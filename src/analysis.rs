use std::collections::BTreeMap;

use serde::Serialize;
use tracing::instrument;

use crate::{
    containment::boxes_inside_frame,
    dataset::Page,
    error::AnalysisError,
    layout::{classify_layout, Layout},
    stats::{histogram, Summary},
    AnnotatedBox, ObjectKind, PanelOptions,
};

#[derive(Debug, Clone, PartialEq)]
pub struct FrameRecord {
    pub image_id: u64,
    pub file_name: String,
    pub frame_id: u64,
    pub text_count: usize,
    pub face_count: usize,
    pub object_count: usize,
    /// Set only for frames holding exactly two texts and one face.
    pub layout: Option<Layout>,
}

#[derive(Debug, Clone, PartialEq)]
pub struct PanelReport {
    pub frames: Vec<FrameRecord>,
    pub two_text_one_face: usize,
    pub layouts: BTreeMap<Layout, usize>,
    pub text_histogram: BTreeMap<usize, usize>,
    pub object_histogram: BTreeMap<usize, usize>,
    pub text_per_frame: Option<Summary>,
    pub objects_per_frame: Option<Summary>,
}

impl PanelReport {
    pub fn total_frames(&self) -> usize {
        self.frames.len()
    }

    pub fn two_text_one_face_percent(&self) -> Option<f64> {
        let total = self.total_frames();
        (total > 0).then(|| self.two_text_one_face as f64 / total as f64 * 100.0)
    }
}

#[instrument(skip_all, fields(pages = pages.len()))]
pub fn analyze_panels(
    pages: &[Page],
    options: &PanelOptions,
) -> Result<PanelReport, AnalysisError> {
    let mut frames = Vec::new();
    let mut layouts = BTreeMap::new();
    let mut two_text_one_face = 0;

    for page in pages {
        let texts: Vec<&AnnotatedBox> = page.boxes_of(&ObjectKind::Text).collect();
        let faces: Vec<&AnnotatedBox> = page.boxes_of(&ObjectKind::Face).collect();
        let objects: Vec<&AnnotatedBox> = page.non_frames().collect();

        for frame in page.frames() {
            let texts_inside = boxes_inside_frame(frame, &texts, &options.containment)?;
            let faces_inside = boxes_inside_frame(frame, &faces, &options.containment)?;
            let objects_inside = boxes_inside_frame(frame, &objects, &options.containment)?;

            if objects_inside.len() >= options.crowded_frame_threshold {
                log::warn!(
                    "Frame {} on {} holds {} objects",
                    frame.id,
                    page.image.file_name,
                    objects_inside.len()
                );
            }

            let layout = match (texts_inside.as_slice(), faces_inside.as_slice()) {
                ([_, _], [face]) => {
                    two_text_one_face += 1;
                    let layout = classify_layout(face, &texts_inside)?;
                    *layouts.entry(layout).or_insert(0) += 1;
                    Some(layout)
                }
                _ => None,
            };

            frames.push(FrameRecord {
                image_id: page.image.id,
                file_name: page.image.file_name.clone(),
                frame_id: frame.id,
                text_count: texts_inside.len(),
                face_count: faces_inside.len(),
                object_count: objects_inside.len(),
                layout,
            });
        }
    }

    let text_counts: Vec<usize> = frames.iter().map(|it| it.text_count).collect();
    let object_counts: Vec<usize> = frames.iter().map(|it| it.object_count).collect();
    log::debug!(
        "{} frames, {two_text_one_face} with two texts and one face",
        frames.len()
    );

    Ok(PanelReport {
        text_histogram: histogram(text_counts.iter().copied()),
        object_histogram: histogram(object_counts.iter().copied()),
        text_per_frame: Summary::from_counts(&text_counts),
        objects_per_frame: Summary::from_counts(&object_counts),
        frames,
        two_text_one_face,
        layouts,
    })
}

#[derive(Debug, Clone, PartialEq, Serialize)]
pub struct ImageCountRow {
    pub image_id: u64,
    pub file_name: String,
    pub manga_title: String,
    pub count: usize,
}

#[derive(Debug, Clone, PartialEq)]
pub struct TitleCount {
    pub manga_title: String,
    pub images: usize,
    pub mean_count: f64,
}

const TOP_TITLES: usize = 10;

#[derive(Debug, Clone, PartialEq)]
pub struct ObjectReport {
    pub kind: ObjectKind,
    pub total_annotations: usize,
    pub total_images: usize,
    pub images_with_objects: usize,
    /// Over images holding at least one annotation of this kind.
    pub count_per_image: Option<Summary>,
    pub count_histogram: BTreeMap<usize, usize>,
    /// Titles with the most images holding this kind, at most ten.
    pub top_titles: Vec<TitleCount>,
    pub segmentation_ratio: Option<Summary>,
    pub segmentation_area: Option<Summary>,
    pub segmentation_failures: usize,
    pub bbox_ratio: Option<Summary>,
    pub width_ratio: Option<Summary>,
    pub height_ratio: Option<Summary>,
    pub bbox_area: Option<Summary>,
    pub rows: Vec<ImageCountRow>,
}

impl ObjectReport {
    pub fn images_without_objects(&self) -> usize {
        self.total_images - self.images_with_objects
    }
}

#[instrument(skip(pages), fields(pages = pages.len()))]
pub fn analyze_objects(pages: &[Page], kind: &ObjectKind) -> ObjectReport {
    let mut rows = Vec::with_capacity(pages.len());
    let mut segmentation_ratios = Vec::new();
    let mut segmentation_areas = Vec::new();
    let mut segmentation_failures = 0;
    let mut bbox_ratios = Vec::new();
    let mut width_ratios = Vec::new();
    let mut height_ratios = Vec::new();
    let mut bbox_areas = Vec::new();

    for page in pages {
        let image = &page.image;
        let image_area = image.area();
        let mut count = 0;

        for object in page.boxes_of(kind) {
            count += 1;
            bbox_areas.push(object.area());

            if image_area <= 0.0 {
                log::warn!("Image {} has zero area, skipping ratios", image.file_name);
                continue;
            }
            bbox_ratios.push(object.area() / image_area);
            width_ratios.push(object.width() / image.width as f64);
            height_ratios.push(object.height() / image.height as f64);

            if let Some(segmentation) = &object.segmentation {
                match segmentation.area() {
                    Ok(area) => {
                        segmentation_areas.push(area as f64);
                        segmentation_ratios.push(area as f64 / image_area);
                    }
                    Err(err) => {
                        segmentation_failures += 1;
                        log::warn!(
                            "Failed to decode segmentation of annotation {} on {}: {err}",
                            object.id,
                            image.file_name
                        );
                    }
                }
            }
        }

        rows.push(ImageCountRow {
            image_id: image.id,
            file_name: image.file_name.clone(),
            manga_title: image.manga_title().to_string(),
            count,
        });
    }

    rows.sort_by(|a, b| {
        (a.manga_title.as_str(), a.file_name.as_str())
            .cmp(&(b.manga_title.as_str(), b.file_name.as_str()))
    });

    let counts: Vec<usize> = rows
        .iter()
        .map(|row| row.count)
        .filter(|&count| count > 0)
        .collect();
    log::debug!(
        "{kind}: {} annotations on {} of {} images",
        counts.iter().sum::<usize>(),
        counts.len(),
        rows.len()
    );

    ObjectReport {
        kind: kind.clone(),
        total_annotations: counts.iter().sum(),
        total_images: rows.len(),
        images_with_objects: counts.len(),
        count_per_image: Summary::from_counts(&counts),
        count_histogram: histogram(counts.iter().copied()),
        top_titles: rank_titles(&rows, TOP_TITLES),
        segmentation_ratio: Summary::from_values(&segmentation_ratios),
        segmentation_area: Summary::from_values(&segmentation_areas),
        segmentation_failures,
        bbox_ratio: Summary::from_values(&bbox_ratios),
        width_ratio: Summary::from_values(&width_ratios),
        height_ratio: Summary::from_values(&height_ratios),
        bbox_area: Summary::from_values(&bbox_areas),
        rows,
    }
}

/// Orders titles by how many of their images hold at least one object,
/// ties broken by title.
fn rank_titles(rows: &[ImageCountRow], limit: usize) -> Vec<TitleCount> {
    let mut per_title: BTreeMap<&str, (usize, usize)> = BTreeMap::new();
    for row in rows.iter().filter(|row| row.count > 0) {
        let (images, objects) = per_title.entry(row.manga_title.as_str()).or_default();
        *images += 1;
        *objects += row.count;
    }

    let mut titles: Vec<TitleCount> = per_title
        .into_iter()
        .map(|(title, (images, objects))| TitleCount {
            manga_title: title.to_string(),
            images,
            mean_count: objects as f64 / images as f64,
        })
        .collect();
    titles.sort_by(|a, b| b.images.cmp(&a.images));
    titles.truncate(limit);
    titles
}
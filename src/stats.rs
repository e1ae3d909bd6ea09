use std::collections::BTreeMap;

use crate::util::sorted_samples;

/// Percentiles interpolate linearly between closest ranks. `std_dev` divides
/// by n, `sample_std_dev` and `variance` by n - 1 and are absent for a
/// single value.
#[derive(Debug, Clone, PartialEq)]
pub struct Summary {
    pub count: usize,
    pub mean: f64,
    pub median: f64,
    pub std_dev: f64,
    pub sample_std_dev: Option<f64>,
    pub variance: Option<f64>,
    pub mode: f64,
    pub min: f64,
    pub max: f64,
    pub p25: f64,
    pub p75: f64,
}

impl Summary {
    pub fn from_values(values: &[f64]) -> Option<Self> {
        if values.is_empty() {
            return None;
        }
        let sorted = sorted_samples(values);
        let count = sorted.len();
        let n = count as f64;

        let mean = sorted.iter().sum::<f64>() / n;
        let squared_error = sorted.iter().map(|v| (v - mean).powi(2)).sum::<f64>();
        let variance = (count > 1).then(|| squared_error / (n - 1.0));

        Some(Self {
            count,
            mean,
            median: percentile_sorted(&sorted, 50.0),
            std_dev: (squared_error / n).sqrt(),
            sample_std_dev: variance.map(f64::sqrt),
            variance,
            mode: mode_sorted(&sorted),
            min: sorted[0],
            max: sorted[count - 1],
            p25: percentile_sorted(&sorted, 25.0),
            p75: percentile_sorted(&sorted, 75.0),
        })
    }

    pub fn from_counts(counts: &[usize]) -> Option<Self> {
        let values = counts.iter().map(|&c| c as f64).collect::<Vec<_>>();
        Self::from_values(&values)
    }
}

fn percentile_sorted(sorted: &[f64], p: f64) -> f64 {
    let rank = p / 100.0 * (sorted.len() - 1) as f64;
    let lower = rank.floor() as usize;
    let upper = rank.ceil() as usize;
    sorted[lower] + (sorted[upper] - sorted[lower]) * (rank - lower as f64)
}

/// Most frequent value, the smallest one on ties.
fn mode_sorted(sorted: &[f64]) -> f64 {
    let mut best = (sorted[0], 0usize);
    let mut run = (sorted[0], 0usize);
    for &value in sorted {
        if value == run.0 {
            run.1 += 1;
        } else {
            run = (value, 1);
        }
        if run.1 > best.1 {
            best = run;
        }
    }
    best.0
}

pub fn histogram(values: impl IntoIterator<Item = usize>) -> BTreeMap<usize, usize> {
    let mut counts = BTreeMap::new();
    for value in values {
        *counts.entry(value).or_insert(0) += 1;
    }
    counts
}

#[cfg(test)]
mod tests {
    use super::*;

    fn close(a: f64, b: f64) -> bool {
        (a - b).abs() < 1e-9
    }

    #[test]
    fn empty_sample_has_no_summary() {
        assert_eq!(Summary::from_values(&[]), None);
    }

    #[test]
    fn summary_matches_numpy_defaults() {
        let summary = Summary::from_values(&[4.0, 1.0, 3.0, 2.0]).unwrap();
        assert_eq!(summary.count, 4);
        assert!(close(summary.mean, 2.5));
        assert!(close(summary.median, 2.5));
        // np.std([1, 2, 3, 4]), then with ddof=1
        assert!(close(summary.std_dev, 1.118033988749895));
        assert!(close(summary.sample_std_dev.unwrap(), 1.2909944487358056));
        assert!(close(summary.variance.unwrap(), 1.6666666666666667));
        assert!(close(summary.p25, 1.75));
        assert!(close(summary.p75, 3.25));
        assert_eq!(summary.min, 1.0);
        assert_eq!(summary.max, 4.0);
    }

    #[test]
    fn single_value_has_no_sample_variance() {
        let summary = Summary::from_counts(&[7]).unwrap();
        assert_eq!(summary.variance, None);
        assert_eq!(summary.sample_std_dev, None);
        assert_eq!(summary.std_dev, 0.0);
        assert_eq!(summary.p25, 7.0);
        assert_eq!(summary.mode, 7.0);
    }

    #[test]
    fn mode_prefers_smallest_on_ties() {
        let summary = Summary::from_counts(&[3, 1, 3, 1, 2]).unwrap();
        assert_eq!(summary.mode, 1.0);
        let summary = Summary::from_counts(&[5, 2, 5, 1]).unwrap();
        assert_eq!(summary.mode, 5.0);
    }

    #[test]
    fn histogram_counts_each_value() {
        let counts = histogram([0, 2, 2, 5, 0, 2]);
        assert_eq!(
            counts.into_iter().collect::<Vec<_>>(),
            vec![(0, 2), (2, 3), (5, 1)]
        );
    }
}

(YOUR GOAL): Among the lines above, find those carrying the word "stats" and copy them out.

(YOUR SOLUTION):
    stats::{histogram, Summary},
filename src/stats.rs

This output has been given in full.